On-screen, things aren't your typical bold-and-bright Android interface. The design team created mood boards, pictured above, to help them decide on the look, feel, and color scheme for the device. Robin's skin is based on a calming, teal-and-purple color palette, and rather than bouncy or sharp transitions when you swipe to different screens, this phone embraces the idea of fog. "As you swipe up, the goal is to immerse yourself into the home screen, so it’s not this hard swipe gesture where [the screen] disappears," Yousling says. "There's this fog that opens up to reveal your home screen." To further these thematic design elements, the team also created a new app-icon library for the stock apps that ship with the phone.
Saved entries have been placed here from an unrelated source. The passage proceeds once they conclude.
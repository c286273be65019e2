// Ultralytics 🚀 AGPL-3.0 License - https://ultralytics.com/license

//! YOLO pose model loading and inference.
//!
//! This module provides [`PoseModel`], which wraps an ONNX Runtime session for
//! an Ultralytics pose export and turns images into [`PoseDetection`]s.

use std::collections::HashMap;
use std::path::{Path, PathBuf};
use std::time::Instant;

use image::DynamicImage;
use ndarray::Array4;
#[cfg(feature = "coreml")]
use ort::execution_providers::CoreMLExecutionProvider;
#[cfg(feature = "cuda")]
use ort::execution_providers::CUDAExecutionProvider;
use ort::session::Session;
use ort::session::builder::GraphOptimizationLevel;
use ort::value::TensorRef;

use crate::detector::KeypointProvider;
use crate::error::{MeasureError, Result};
use crate::inference::DetectorConfig;
use crate::metadata::ModelMetadata;
use crate::postprocessing::{PoseDetection, decode_poses};
use crate::preprocessing::preprocess_image;

/// Custom metadata keys written by Ultralytics exporters.
const METADATA_KEYS: [&str; 14] = [
    "description", "author", "date", "version", "license", "docs", "stride", "task", "batch",
    "imgsz", "names", "half", "channels", "kpt_shape",
];

/// YOLO pose model backed by ONNX Runtime.
///
/// # Example
///
/// ```no_run
/// use pose_measure::PoseModel;
///
/// let mut model = PoseModel::load("yolo11n-pose.onnx")?;
/// let img = image::open("person.jpg")?;
/// let people = model.predict_image(&img)?;
/// println!("Found {} people", people.len());
/// # Ok::<(), Box<dyn std::error::Error>>(())
/// ```
pub struct PoseModel {
    session: Session,
    metadata: ModelMetadata,
    input_name: String,
    output_name: String,
    config: DetectorConfig,
    path: PathBuf,
    warmed_up: bool,
}

impl PoseModel {
    /// Load a pose model from an ONNX file with the default configuration.
    ///
    /// # Errors
    ///
    /// Returns [`MeasureError::ModelLoadError`] if the file is missing, cannot be
    /// loaded, or is not a 17-keypoint pose model.
    pub fn load<P: AsRef<Path>>(path: P) -> Result<Self> {
        Self::load_with_config(path, DetectorConfig::default())
    }

    /// Load a pose model with a custom configuration.
    ///
    /// # Errors
    ///
    /// Returns [`MeasureError::ModelLoadError`] if the file is missing, cannot be
    /// loaded, or is not a 17-keypoint pose model.
    pub fn load_with_config<P: AsRef<Path>>(path: P, config: DetectorConfig) -> Result<Self> {
        let path = path.as_ref();
        if !path.exists() {
            return Err(MeasureError::ModelLoadError(format!(
                "Model file not found: {}",
                path.display()
            )));
        }

        #[allow(unused_mut)]
        let mut builder = Session::builder()
            .map_err(|e| MeasureError::ModelLoadError(format!("Failed to create session builder: {e}")))?;

        #[cfg(feature = "coreml")]
        {
            builder = builder
                .with_execution_providers([CoreMLExecutionProvider::default().with_subgraphs(true).build()])
                .map_err(|e| MeasureError::ModelLoadError(format!("Failed to register CoreML EP: {e}")))?;
        }

        #[cfg(feature = "cuda")]
        {
            builder = builder
                .with_execution_providers([CUDAExecutionProvider::default().build()])
                .map_err(|e| MeasureError::ModelLoadError(format!("Failed to register CUDA EP: {e}")))?;
        }

        let session = builder
            .with_optimization_level(GraphOptimizationLevel::Level3)
            .map_err(|e| MeasureError::ModelLoadError(format!("Failed to set optimization level: {e}")))?
            .with_intra_threads(config.num_threads)
            .map_err(|e| MeasureError::ModelLoadError(format!("Failed to set intra-thread count: {e}")))?
            .commit_from_file(path)
            .map_err(|e| MeasureError::ModelLoadError(format!("Failed to load model: {e}")))?;

        let metadata = Self::extract_metadata(&session)?;
        metadata.ensure_pose()?;

        let input_name = session
            .inputs
            .first()
            .map_or_else(|| "images".to_string(), |i| i.name.clone());
        let output_name = session
            .outputs
            .first()
            .map(|o| o.name.clone())
            .ok_or_else(|| MeasureError::ModelLoadError("Model has no outputs".to_string()))?;

        let config = DetectorConfig {
            imgsz: config.imgsz.or(Some(metadata.imgsz)),
            ..config
        };

        tracing::info!(
            model = %path.display(),
            imgsz = ?config.imgsz,
            kpt_shape = ?metadata.kpt_shape,
            version = %metadata.version,
            "Loaded pose model"
        );

        Ok(Self {
            session,
            metadata,
            input_name,
            output_name,
            config,
            path: path.to_path_buf(),
            warmed_up: false,
        })
    }

    /// Read Ultralytics metadata, falling back to COCO pose defaults.
    fn extract_metadata(session: &Session) -> Result<ModelMetadata> {
        let model_metadata = session
            .metadata()
            .map_err(|e| MeasureError::ModelLoadError(format!("Failed to get model metadata: {e}")))?;

        let mut metadata_map: HashMap<String, String> = METADATA_KEYS
            .iter()
            .filter_map(|key| match model_metadata.custom(key) {
                Ok(Some(value)) => Some(((*key).to_string(), value)),
                _ => None,
            })
            .collect();

        if metadata_map.is_empty() {
            for key in ["", "metadata", "model_metadata"] {
                if let Ok(Some(value)) = model_metadata.custom(key) {
                    metadata_map.insert(key.to_string(), value);
                }
            }
        }

        if metadata_map.is_empty() {
            tracing::warn!("Model has no Ultralytics metadata, assuming COCO pose defaults");
            return Ok(ModelMetadata::default());
        }

        ModelMetadata::from_onnx_metadata(&metadata_map)
    }

    /// Run one inference on a zero tensor so the first request is not slow.
    ///
    /// # Errors
    ///
    /// Returns an error if the session fails to run.
    pub fn warmup(&mut self) -> Result<()> {
        if self.warmed_up {
            return Ok(());
        }

        let (h, w) = self.input_size();
        let start = Instant::now();
        self.run_inference(&Array4::<f32>::zeros((1, 3, h, w)))?;
        tracing::debug!(elapsed_ms = start.elapsed().as_millis(), "Model warmed up");

        self.warmed_up = true;
        Ok(())
    }

    /// Detect people and their keypoints in an image.
    ///
    /// # Errors
    ///
    /// Returns an error if preprocessing or inference fails.
    pub fn predict_image(&mut self, image: &DynamicImage) -> Result<Vec<PoseDetection>> {
        if !self.warmed_up {
            self.warmup()?;
        }

        let start = Instant::now();
        let preprocess = preprocess_image(image, self.input_size())?;
        let preprocess_ms = start.elapsed().as_secs_f64() * 1000.0;

        let start = Instant::now();
        let (output, shape) = self.run_inference(&preprocess.tensor)?;
        let inference_ms = start.elapsed().as_secs_f64() * 1000.0;

        let start = Instant::now();
        let detections = decode_poses(&output, &shape, &preprocess, &self.config, self.metadata.kpt_shape);
        let postprocess_ms = start.elapsed().as_secs_f64() * 1000.0;

        tracing::debug!(
            people = detections.len(),
            preprocess_ms,
            inference_ms,
            postprocess_ms,
            "Pose inference"
        );

        Ok(detections)
    }

    /// Run the ONNX session, returning the first output as `(data, shape)`.
    fn run_inference(&mut self, input: &Array4<f32>) -> Result<(Vec<f32>, Vec<usize>)> {
        let input = input.as_standard_layout();
        let input_tensor = TensorRef::from_array_view(&input)
            .map_err(|e| MeasureError::InferenceError(format!("Failed to create input tensor: {e}")))?;

        let outputs = self
            .session
            .run(ort::inputs![self.input_name.as_str() => input_tensor])
            .map_err(|e| MeasureError::InferenceError(format!("Inference failed: {e}")))?;

        let output = outputs.get(self.output_name.as_str()).ok_or_else(|| {
            MeasureError::InferenceError(format!("Output '{}' not found", self.output_name))
        })?;

        let (shape, data) = output
            .try_extract_tensor::<f32>()
            .map_err(|e| MeasureError::InferenceError(format!("Failed to extract output: {e}")))?;

        #[allow(clippy::cast_sign_loss, clippy::cast_possible_truncation)]
        let shape: Vec<usize> = shape.iter().map(|&d| d as usize).collect();

        Ok((data.to_vec(), shape))
    }

    /// Model input size as (height, width).
    #[must_use]
    pub fn input_size(&self) -> (usize, usize) {
        self.config.imgsz.unwrap_or(self.metadata.imgsz)
    }

    /// Get the model metadata.
    #[must_use]
    pub const fn metadata(&self) -> &ModelMetadata {
        &self.metadata
    }

    /// Path the model was loaded from.
    #[must_use]
    pub fn path(&self) -> &Path {
        &self.path
    }
}

impl KeypointProvider for PoseModel {
    fn detect(&mut self, image: &DynamicImage) -> Result<Vec<PoseDetection>> {
        self.predict_image(image)
    }
}

impl std::fmt::Debug for PoseModel {
    fn fmt(&self, f: &mut std::fmt::Formatter<'_>) -> std::fmt::Result {
        f.debug_struct("PoseModel")
            .field("path", &self.path)
            .field("imgsz", &self.input_size())
            .field("kpt_shape", &self.metadata.kpt_shape)
            .finish_non_exhaustive()
    }
}

#[cfg(test)]
mod tests {
    use super::*;

    #[test]
    fn test_model_not_found() {
        let result = PoseModel::load("nonexistent-pose.onnx");
        assert!(matches!(result, Err(MeasureError::ModelLoadError(_))));
    }
}
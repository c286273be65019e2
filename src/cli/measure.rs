// Ultralytics 🚀 AGPL-3.0 License - https://ultralytics.com/license

//! `measure` command.

use crate::cli::args::MeasureArgs;
use crate::detector::measure_person;
use crate::download::ensure_model;
use crate::error::{MeasureError, Result};
use crate::model::PoseModel;
use crate::server::{AnalysisResponse, decode_image};
use crate::{section, success};

/// Measure the person in one image and print the response JSON to stdout.
///
/// # Errors
///
/// Returns an error if the model or image cannot be loaded, or the person
/// cannot be measured.
pub fn run(args: &MeasureArgs) -> Result<()> {
    let calibration = args.model.calibration();
    calibration.validate()?;

    section!("Loading model");
    let model_path = ensure_model(&args.model.model)?;
    let mut model = PoseModel::load_with_config(&model_path, args.model.detector_config())?;

    section!("Measuring {}", args.source.display());
    let image = decode_image(&args.source)?;
    let measurements = measure_person(&mut model, &image, args.height, args.model.person, &calibration)?;

    let json = serde_json::to_string_pretty(&AnalysisResponse::new(measurements))
        .map_err(|e| MeasureError::Internal(format!("Failed to serialize result: {e}")))?;
    println!("{json}");

    success!("Measured {} at {} cm", args.source.display(), args.height);
    Ok(())
}
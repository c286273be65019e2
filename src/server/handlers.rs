// Ultralytics 🚀 AGPL-3.0 License - https://ultralytics.com/license

//! Route handlers.

use std::sync::Arc;

use axum::Json;
use axum::extract::{Multipart, State};
use serde::{Deserialize, Serialize};
use utoipa::ToSchema;

use super::AppState;
use super::error::{ApiError, ErrorResponse};
use super::upload::{UploadedImage, decode_image};
use crate::detector::measure_person;
use crate::error::{MeasureError, Result};
use crate::measurement::{CalibrationConfig, Measurements, parse_height};

/// Message sent with every successful analysis.
pub const SUCCESS_MESSAGE: &str = "Analysis successful";

/// Successful analysis.
#[derive(Debug, Clone, Serialize, Deserialize, ToSchema)]
pub struct AnalysisResponse {
    /// Fixed success message.
    pub message: String,
    /// Estimated body measurements in centimeters.
    pub measurements: Measurements,
}

impl AnalysisResponse {
    /// Wrap measurements with the success message.
    #[must_use]
    pub fn new(measurements: Measurements) -> Self {
        Self {
            message: SUCCESS_MESSAGE.to_string(),
            measurements,
        }
    }
}

/// Multipart form accepted by `/analyze-pose` (documentation only).
#[allow(dead_code)]
#[derive(ToSchema)]
pub struct AnalyzeForm {
    /// Full-body photo.
    #[schema(format = Binary)]
    image: String,
    /// User height in centimeters, e.g. "175".
    height: String,
}

#[derive(Serialize, ToSchema)]
pub struct HealthResponse {
    /// Server status
    status: String,
    /// Service name
    service: String,
    /// API version
    version: String,
}

#[derive(Serialize, ToSchema)]
pub struct InfoResponse {
    /// Model task
    task: String,
    /// Description of the keypoint provider
    model: String,
    /// Input image size (height, width)
    imgsz: (usize, usize),
    /// Keypoints per person and values per keypoint
    kpt_shape: (usize, usize),
    /// Policy used when several people are detected
    person_selection: String,
    /// Calibration coefficients used by the calculator
    calibration: CalibrationConfig,
}

/// Root endpoint
#[utoipa::path(
    get,
    path = "/",
    tag = "health",
    responses(
        (status = 200, description = "Welcome message", body = String)
    )
)]
pub async fn root() -> &'static str {
    "Pose Measurement API - POST /analyze-pose with 'image' and 'height'. Swagger UI at /swagger-ui/"
}

/// Health check endpoint
#[utoipa::path(
    get,
    path = "/health",
    tag = "health",
    responses(
        (status = 200, description = "Server is healthy", body = HealthResponse)
    )
)]
pub async fn health() -> Json<HealthResponse> {
    Json(HealthResponse {
        status: "healthy".to_string(),
        service: crate::NAME.to_string(),
        version: crate::VERSION.to_string(),
    })
}

/// Service information endpoint
///
/// Returns the loaded model description and the calculator settings.
#[utoipa::path(
    get,
    path = "/info",
    tag = "measurement",
    responses(
        (status = 200, description = "Service information", body = InfoResponse)
    )
)]
pub async fn info(State(state): State<Arc<AppState>>) -> Json<InfoResponse> {
    Json(InfoResponse {
        task: "pose".to_string(),
        model: state.model_info.description.clone(),
        imgsz: state.model_info.imgsz,
        kpt_shape: state.model_info.kpt_shape,
        person_selection: state.config.person_selection.to_string(),
        calibration: state.config.calibration,
    })
}

/// Estimate body measurements from a photo
///
/// Upload a full-body photo and the user's height in centimeters. The person's
/// keypoints are detected and converted into six measurements.
#[utoipa::path(
    post,
    path = "/analyze-pose",
    tag = "measurement",
    request_body(content = AnalyzeForm, content_type = "multipart/form-data"),
    responses(
        (status = 200, description = "Analysis successful", body = AnalysisResponse),
        (status = 400, description = "Invalid height, image, or incomplete detection", body = ErrorResponse),
        (status = 404, description = "No person detected", body = ErrorResponse),
        (status = 413, description = "Upload too large", body = ErrorResponse),
        (status = 504, description = "Pose detection timed out", body = ErrorResponse),
        (status = 500, description = "Internal server error", body = ErrorResponse)
    )
)]
pub async fn analyze_pose(
    State(state): State<Arc<AppState>>,
    mut multipart: Multipart,
) -> std::result::Result<Json<AnalysisResponse>, ApiError> {
    let mut image: Option<(Option<String>, axum::body::Bytes)> = None;
    let mut height: Option<String> = None;

    while let Some(field) = multipart.next_field().await? {
        match field.name() {
            Some("image") => {
                let file_name = field.file_name().map(str::to_string);
                image = Some((file_name, field.bytes().await?));
            }
            Some("height") => height = Some(field.text().await?),
            _ => {}
        }
    }

    let height = parse_height(
        height
            .as_deref()
            .ok_or_else(|| MeasureError::InvalidHeight("missing 'height' field".to_string()))?,
    )?;
    let (file_name, bytes) = image.ok_or_else(|| MeasureError::MissingField("image".to_string()))?;

    let upload = UploadedImage::save(&state.config.upload_dir, file_name.as_deref(), &bytes).await?;
    let measurements = run_detection(&state, &upload, height).await?;

    tracing::info!(height, ?measurements, "Pose analysed");
    Ok(Json(AnalysisResponse::new(measurements)))
}

/// Decode the stored upload and measure it on the blocking pool.
///
/// Waiting for a permit counts against the timeout. A timed-out detection keeps
/// running in the background and still holds its permit until it finishes.
async fn run_detection(state: &AppState, upload: &UploadedImage, height: f64) -> Result<Measurements> {
    let limit = state.config.detection_timeout;
    let permits = Arc::clone(&state.permits);
    let provider = Arc::clone(&state.provider);
    let path = upload.path().to_path_buf();
    let policy = state.config.person_selection;
    let calibration = state.config.calibration;

    let work = async move {
        let permit = permits
            .acquire_owned()
            .await
            .map_err(|_| MeasureError::Internal("detection pool closed".to_string()))?;

        tokio::task::spawn_blocking(move || {
            let _permit = permit;
            let image = decode_image(&path)?;
            let mut provider = provider.blocking_lock();
            measure_person(&mut **provider, &image, height, policy, &calibration)
        })
        .await
        .map_err(|e| MeasureError::Internal(format!("detection task failed: {e}")))?
    };

    tokio::time::timeout(limit, work)
        .await
        .map_err(|_| MeasureError::DetectionTimeout(limit))?
}
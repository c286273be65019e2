// Ultralytics 🚀 AGPL-3.0 License - https://ultralytics.com/license

#![allow(clippy::multiple_crate_versions)]
#![cfg_attr(docsrs, feature(doc_cfg))]

//! # Pose Measure
//!
//! Approximate body measurements from a single full-body photo. A YOLO pose
//! model running on [ONNX Runtime](https://onnxruntime.ai) finds the 17 COCO
//! body keypoints, and the user's stated height calibrates pixels to
//! centimeters.
//!
//! ## Features
//!
//! - **Pose Detection** - Ultralytics YOLO pose exports through `ort`, with letterboxing and NMS
//! - **Measurement Calculator** - Pure, deterministic geometry on keypoints
//! - **HTTP API** - `axum` server with CORS, upload limits, timeouts, and Swagger UI
//! - **CLI** - `serve` the API or `measure` a single image
//!
//! ## Quick Start (Library)
//!
//! ```no_run
//! use pose_measure::{CalibrationConfig, PersonSelection, PoseModel, measure_person};
//!
//! fn main() -> Result<(), Box<dyn std::error::Error>> {
//!     let mut model = PoseModel::load("yolo11n-pose.onnx")?;
//!     let image = image::open("person.jpg")?;
//!
//!     let m = measure_person(
//!         &mut model,
//!         &image,
//!         175.0,
//!         PersonSelection::HighestConfidence,
//!         &CalibrationConfig::default(),
//!     )?;
//!     println!("Shoulders: {} cm, legs: {} cm", m.shoulder_width, m.leg_length);
//!     Ok(())
//! }
//! ```
//!
//! The calculator works on any keypoint source:
//!
//! ```rust
//! use pose_measure::{BodyPart, CalibrationConfig, KeypointSet, compute};
//!
//! let mut coords = vec![(120.0, 20.0); 17];
//! coords[BodyPart::LeftShoulder.index()] = (100.0, 50.0);
//! coords[BodyPart::RightShoulder.index()] = (140.0, 50.0);
//! coords[BodyPart::LeftAnkle.index()] = (100.0, 250.0);
//! coords[BodyPart::RightAnkle.index()] = (140.0, 250.0);
//!
//! let m = compute(&KeypointSet::from_xy(&coords), 180.0, &CalibrationConfig::default())?;
//! assert!((m.shoulder_width - 28.8).abs() < 1e-9);
//! # Ok::<(), pose_measure::MeasureError>(())
//! ```
//!
//! ## CLI Usage
//!
//! ```bash
//! # Serve the API on port 8000 (auto-downloads yolo11n-pose.onnx)
//! pose-measure serve
//!
//! # Measure one photo
//! pose-measure measure --source photo.jpg --height 175
//! ```
//!
//! ## HTTP API
//!
//! | Method | Path | Description |
//! |--------|------|-------------|
//! | `POST` | `/analyze-pose` | Multipart `image` + `height` → measurements |
//! | `GET` | `/health` | Liveness check |
//! | `GET` | `/info` | Model and calculator settings |
//! | `GET` | `/swagger-ui/` | Interactive API documentation |
//!
//! ## Module Overview
//!
//! | Module | Description |
//! |--------|-------------|
//! | [`measurement`] | [`compute`], [`CalibrationConfig`], [`Measurements`] |
//! | [`keypoints`] | [`BodyPart`], [`Keypoint`], [`KeypointSet`] |
//! | [`detector`] | [`KeypointProvider`] trait and [`PersonSelection`] |
//! | [`model`] | [`PoseModel`] on ONNX Runtime |
//! | [`server`] | `axum` router and handlers |
//! | [`error`] | Error types ([`MeasureError`], [`Result`]) |
//!
//! ## Feature Flags
//!
//! | Feature | Description |
//! |---------|-------------|
//! | `cuda` | NVIDIA CUDA acceleration |
//! | `coreml` | Apple `CoreML` (macOS/iOS) |

// Modules
pub mod cli;
pub mod config;
pub mod detector;
pub mod download;
pub mod error;
pub mod inference;
pub mod keypoints;
pub mod measurement;
pub mod metadata;
pub mod model;
pub mod postprocessing;
pub mod preprocessing;
pub mod server;
pub mod utils;

// Re-export main types for convenience
pub use config::ServerConfig;
pub use detector::{KeypointProvider, PersonSelection, detect_person, measure_person, select_person};
pub use error::{MeasureError, Result};
pub use inference::DetectorConfig;
pub use keypoints::{BodyPart, Keypoint, KeypointSet, NUM_KEYPOINTS};
pub use measurement::{CalibrationConfig, Measurements, compute, parse_height, pixel_to_cm_ratio};
pub use metadata::ModelMetadata;
pub use model::PoseModel;
pub use postprocessing::PoseDetection;

/// Library version.
pub const VERSION: &str = env!("CARGO_PKG_VERSION");

/// Library name.
pub const NAME: &str = env!("CARGO_PKG_NAME");
// Ultralytics 🚀 AGPL-3.0 License - https://ultralytics.com/license

//! Transient storage for uploaded images.

use std::path::{Path, PathBuf};

use image::{DynamicImage, ImageReader};
use uuid::Uuid;

use crate::error::Result;

/// Extension used when the client sends no usable file name.
const DEFAULT_EXTENSION: &str = "jpg";

/// An uploaded image written to disk, removed again on drop.
#[derive(Debug)]
pub struct UploadedImage {
    path: PathBuf,
}

impl UploadedImage {
    /// Write `bytes` to `<dir>/<uuid>.<ext>`, taking `ext` from the client file name.
    ///
    /// # Errors
    ///
    /// Returns an I/O error if the file cannot be written.
    pub async fn save(dir: &Path, client_name: Option<&str>, bytes: &[u8]) -> Result<Self> {
        let path = dir.join(format!("{}.{}", Uuid::new_v4(), extension_of(client_name)));
        tokio::fs::write(&path, bytes).await?;
        tracing::debug!(path = %path.display(), bytes = bytes.len(), "Saved upload");
        Ok(Self { path })
    }

    /// Location of the stored file.
    #[must_use]
    pub fn path(&self) -> &Path {
        &self.path
    }
}

impl Drop for UploadedImage {
    fn drop(&mut self) {
        if let Err(e) = std::fs::remove_file(&self.path) {
            tracing::warn!(path = %self.path.display(), error = %e, "Failed to remove upload");
        }
    }
}

/// Decode an image file, sniffing the format from its contents.
///
/// # Errors
///
/// Returns [`crate::MeasureError::InvalidImage`] if the bytes are not a
/// supported image.
pub fn decode_image(path: &Path) -> Result<DynamicImage> {
    let image = ImageReader::open(path)?.with_guessed_format()?.decode()?;
    Ok(image)
}

/// Lowercased alphanumeric extension of a client file name, or `jpg`.
fn extension_of(client_name: Option<&str>) -> String {
    client_name
        .and_then(|name| Path::new(name).extension())
        .and_then(|ext| ext.to_str())
        .filter(|ext| !ext.is_empty() && ext.len() <= 8 && ext.chars().all(|c| c.is_ascii_alphanumeric()))
        .map_or_else(|| DEFAULT_EXTENSION.to_string(), str::to_ascii_lowercase)
}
Rather than using plus-minus operations symbols for the calculator icon, they use a more literal rendition of a calculator; for the phone icon, rather than the handheld receiver of an old-school home phone, they used an image of a modern-day smartphone. Third-party apps will retain their normal icons.
Photo: Courtesy Nextbit.
At its core, Robin is an Android phone, but while it's got the expertise of former Android and HTC leaders behind the scenes, it's not what you'd typically see from one of today's big phone manufacturers. It's less about the tech, and all about the experience. You can pre-order Robin for $300 now, and it will be available for $400 when it ships in early 2016.